Updated 5:55 p.m., Sunday, March 22: GastroFest organizers estimate more than 30,000 people flocked to downtown Jacksonville for the first-ever local-food-centric GastroFest. The event ran until 10 p.m. Saturday.
Throughout the day, long lines snaked away from the food-tasting tents set up on the edges of Hemming Park.
It you didn’t get there early, you might miss the most popular items, like Moxie Kitchen’s chicken. The restaurant’s Virigina Watts says it was the first item to run out.
“So we went two hours, and the chicken was definitely a best-seller…always is,” she said.
Around the corner on Laura Street, the chickens were luckier. Two egg-laying hens, Honey and Roxy, were cooling themselves under an umbrella.
Genora Crain-Orth calls herself “chicken-owner ‘eggs-tra-ordinaire’” with the group River City Chicks. She advocated for a new city law allowing residents to raise the birds in their yards. A pilot program gave out 300 licenses and will go up for review before City Council this fall. Crain-Orth said she was happy to share her success story at GastroFest.

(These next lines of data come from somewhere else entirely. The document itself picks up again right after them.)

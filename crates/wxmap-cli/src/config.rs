//! Layered TOML configuration for the CLI
//!
//! Settings come from (highest precedence first): command-line flags, an
//! explicit `--config` file, `.wxmap.toml` in the working directory, and
//! `~/.config/wxmap/config.toml`. Flags are merged in the handlers; this
//! module only loads the file layer.

use crate::error::{Error, Result};
use serde::Deserialize;
use std::path::{Path, PathBuf};

/// Top-level configuration
#[derive(Debug, Clone, Default, Deserialize)]
#[serde(default)]
pub struct Config {
    pub paths: PathsConfig,
    pub edr: EdrConfig,
    pub serve: ServeConfig,
}

/// Directories the validators operate on
#[derive(Debug, Clone, Deserialize)]
#[serde(default)]
pub struct PathsConfig {
    /// Layer descriptor directory
    pub layers_dir: PathBuf,
    /// Style document directory; also resolves layer style_file references
    pub styles_dir: PathBuf,
    /// Model descriptor directory
    pub models_dir: PathBuf,
}

impl Default for PathsConfig {
    fn default() -> Self {
        Self {
            layers_dir: PathBuf::from("config/layers"),
            styles_dir: PathBuf::from("config/styles"),
            models_dir: PathBuf::from("."),
        }
    }
}

/// EDR dumper defaults
#[derive(Debug, Clone, Deserialize)]
#[serde(default)]
pub struct EdrConfig {
    pub endpoint: String,
}

impl Default for EdrConfig {
    fn default() -> Self {
        Self {
            endpoint: "http://localhost:8083/edr".to_string(),
        }
    }
}

/// Dashboard server defaults
#[derive(Debug, Clone, Deserialize)]
#[serde(default)]
pub struct ServeConfig {
    pub port: u16,
    pub dir: PathBuf,
}

impl Default for ServeConfig {
    fn default() -> Self {
        Self {
            port: 8000,
            dir: PathBuf::from("."),
        }
    }
}

impl Config {
    /// Load configuration, optionally from an explicit file.
    ///
    /// An explicit file that is missing or malformed is an error; the
    /// implicit locations fall back to defaults silently.
    pub fn load_with_file(explicit: Option<&Path>) -> Result<Self> {
        if let Some(path) = explicit {
            if !path.exists() {
                return Err(Error::FileNotFound {
                    path: path.to_path_buf(),
                });
            }
            return Self::from_file(path);
        }

        for candidate in Self::default_locations() {
            if candidate.exists() {
                tracing::debug!("loading configuration from {}", candidate.display());
                return Self::from_file(&candidate);
            }
        }

        Ok(Self::default())
    }

    fn from_file(path: &Path) -> Result<Self> {
        let content = std::fs::read_to_string(path)?;
        toml::from_str(&content)
            .map_err(|e| Error::config(format!("invalid config {}: {e}", path.display())))
    }

    fn default_locations() -> Vec<PathBuf> {
        let mut locations = vec![PathBuf::from(".wxmap.toml")];
        if let Some(config_dir) = dirs::config_dir() {
            locations.push(config_dir.join("wxmap").join("config.toml"));
        }
        locations
    }
}

#[cfg(test)]
mod tests {
    use super::*;
    use std::io::Write;
    use tempfile::NamedTempFile;

    #[test]
    fn test_defaults() {
        let config = Config::default();
        assert_eq!(config.paths.layers_dir, PathBuf::from("config/layers"));
        assert_eq!(config.paths.styles_dir, PathBuf::from("config/styles"));
        assert_eq!(config.edr.endpoint, "http://localhost:8083/edr");
        assert_eq!(config.serve.port, 8000);
    }

    #[test]
    fn test_partial_file_keeps_other_defaults() {
        let mut file = NamedTempFile::new().unwrap();
        writeln!(file, "[serve]\nport = 9000").unwrap();

        let config = Config::load_with_file(Some(file.path())).unwrap();
        assert_eq!(config.serve.port, 9000);
        assert_eq!(config.edr.endpoint, "http://localhost:8083/edr");
    }

    #[test]
    fn test_missing_explicit_file_is_error() {
        let result = Config::load_with_file(Some(Path::new("/no/such/wxmap.toml")));
        assert!(matches!(result, Err(Error::FileNotFound { .. })));
    }

    #[test]
    fn test_malformed_file_is_error() {
        let mut file = NamedTempFile::new().unwrap();
        writeln!(file, "this is not toml [").unwrap();
        let result = Config::load_with_file(Some(file.path()));
        assert!(matches!(result, Err(Error::Config(_))));
    }
}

“It’s so amazing to see people downtown and enjoying it and interacting, and there’s such a wide variety. I mean, there’s obviously the food and the drink, but there’s all the kids’ stuff over here. And it’s just a great opportunity, I think, for people to find out things about the community that they maybe didn’t know about,” she said.
And for those who didn’t make it to GastroFest, the One Spark crowdfunding festival is expanding its food offerings this year. That’s two weeks away in downtown Jax.